_PROBLEM DETAILS_. The answer must be a single number: how many lines in the entries below contain the word "CommandId".

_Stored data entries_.
• • • • •

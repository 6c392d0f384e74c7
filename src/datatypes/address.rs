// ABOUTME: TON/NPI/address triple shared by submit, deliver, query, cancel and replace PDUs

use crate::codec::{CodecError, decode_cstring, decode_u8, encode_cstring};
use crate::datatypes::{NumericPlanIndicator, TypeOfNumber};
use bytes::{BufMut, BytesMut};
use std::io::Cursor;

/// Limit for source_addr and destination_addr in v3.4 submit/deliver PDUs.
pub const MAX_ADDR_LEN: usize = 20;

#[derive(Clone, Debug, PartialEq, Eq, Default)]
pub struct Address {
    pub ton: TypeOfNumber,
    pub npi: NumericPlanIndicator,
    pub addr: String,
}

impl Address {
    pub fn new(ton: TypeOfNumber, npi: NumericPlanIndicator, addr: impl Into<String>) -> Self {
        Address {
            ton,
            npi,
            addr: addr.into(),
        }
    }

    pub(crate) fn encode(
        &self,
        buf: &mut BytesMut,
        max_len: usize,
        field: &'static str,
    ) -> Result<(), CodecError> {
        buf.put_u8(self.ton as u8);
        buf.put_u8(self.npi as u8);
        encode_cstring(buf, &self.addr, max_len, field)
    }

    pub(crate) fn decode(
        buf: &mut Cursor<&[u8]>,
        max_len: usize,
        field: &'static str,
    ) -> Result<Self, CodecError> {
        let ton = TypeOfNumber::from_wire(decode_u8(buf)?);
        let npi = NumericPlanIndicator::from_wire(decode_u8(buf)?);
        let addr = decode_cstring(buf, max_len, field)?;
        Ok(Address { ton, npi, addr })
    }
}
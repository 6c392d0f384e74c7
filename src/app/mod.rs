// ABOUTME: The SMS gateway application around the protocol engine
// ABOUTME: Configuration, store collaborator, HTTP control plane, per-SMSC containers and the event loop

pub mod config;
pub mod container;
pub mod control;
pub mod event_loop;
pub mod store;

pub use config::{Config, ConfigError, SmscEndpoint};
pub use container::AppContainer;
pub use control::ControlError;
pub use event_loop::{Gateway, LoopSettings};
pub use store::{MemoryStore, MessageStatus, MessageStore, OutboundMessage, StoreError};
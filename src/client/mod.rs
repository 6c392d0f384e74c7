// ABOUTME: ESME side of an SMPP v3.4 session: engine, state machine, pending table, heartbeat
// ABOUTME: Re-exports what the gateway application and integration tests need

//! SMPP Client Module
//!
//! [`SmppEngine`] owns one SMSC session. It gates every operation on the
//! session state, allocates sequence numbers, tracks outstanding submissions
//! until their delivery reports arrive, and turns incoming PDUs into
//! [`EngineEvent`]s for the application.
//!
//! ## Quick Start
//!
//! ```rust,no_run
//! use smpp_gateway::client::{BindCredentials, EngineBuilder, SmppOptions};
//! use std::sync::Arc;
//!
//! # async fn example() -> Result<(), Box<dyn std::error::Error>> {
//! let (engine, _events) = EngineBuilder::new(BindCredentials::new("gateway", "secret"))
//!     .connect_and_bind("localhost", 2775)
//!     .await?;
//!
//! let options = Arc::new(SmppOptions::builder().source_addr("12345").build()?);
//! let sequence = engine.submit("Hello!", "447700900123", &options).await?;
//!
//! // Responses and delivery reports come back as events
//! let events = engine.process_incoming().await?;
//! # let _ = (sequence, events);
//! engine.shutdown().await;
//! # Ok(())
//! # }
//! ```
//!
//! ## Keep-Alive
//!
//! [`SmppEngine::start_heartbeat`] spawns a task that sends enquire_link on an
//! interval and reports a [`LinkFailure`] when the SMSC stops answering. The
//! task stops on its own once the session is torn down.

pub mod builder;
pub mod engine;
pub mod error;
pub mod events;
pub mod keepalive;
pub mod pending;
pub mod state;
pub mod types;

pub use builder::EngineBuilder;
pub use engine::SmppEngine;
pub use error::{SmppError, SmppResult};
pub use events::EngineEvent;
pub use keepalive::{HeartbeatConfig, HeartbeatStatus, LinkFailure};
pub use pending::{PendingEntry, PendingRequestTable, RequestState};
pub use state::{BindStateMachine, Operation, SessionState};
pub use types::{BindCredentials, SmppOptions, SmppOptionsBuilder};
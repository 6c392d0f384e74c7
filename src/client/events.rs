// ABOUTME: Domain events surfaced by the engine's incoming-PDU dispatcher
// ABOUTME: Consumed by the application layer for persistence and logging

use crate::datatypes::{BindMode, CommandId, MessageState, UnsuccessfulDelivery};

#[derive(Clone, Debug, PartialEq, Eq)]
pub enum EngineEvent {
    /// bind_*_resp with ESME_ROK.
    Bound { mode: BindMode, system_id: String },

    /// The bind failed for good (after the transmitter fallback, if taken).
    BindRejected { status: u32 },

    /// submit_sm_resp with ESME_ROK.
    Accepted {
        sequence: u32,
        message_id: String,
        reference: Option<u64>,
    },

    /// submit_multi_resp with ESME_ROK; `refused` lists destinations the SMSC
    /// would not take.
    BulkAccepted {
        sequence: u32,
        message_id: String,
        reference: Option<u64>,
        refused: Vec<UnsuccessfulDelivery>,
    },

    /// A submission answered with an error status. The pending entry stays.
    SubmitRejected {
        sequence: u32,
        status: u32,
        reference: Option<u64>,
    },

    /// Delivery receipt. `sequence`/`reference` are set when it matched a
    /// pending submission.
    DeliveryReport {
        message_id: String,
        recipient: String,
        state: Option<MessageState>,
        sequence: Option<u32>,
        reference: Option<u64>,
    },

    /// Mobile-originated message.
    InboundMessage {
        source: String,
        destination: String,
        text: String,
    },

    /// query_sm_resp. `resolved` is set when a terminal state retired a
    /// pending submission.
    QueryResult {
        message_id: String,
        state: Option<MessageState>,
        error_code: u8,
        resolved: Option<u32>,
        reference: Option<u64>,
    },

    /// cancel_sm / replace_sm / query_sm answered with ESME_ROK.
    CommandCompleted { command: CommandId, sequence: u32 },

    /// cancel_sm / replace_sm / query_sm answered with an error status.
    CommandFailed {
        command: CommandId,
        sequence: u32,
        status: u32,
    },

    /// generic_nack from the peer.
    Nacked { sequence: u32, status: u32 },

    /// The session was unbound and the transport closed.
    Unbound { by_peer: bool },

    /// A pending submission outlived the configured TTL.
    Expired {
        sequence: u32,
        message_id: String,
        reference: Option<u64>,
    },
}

• • • • •

_EXERCISE RESULT_. 3